**Exercise requirements**
Go through the data and retrieve each line that includes the string "scale".
::: Material provided
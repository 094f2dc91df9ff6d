//! Two-stage volume multiply pipeline
//!
//! Delays `(x, vol_left, vol_right)` by two ticks before the fixed-point
//! multiply so the audio output lines up with the other registered outputs
//! of the core.

use crate::bits::product_bits_27_12;

/// One pipeline stage: an oscillator sample and the two channel volumes
#[derive(Debug, Clone, Copy, PartialEq, Eq, Default)]
pub struct PipelineStage {
    /// Oscillator x sampled on entry
    pub x: i16,
    /// Left volume sampled on entry
    pub vol_left: i16,
    /// Right volume sampled on entry
    pub vol_right: i16,
}

/// Stereo PCM sample pair
#[derive(Debug, Clone, Copy, PartialEq, Eq, Default)]
pub struct StereoSample {
    /// Left channel
    pub left: i16,
    /// Right channel
    pub right: i16,
}

/// Fixed-point product as the hardware multiplier slices it
///
/// Takes bits 27..12 of the full 32-bit signed product.
#[inline]
pub fn scale(x: i16, volume: i16) -> i16 {
    product_bits_27_12(i32::from(x) * i32::from(volume))
}

/// Shift register feeding the volume multipliers
#[derive(Debug, Clone, Default)]
pub struct VolumePipeline {
    stages: [PipelineStage; 2],
    output: StereoSample,
}

impl VolumePipeline {
    /// Create an empty pipeline
    pub fn new() -> Self {
        Self::default()
    }

    /// Clock a new stage in and return the registered output
    ///
    /// The returned sample is the product of the stage that entered two
    /// ticks ago.
    #[inline]
    pub fn tick(&mut self, input: PipelineStage) -> StereoSample {
        let [first, second] = self.stages;
        self.output = StereoSample {
            left: scale(second.x, second.vol_left),
            right: scale(second.x, second.vol_right),
        };
        self.stages = [input, first];
        self.output
    }

    /// Last registered output
    #[inline]
    pub fn output(&self) -> StereoSample {
        self.output
    }

    /// Current stage contents, newest first
    #[inline]
    pub fn stages(&self) -> [PipelineStage; 2] {
        self.stages
    }

    /// Reset to initial state
    pub fn reset(&mut self) {
        *self = Self::default();
    }
}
::::::
**Answer section**
pub fn scale(x: i16, volume: i16) -> i16 {
            left: scale(second.x, second.vol_left),
            right: scale(second.x, second.vol_right),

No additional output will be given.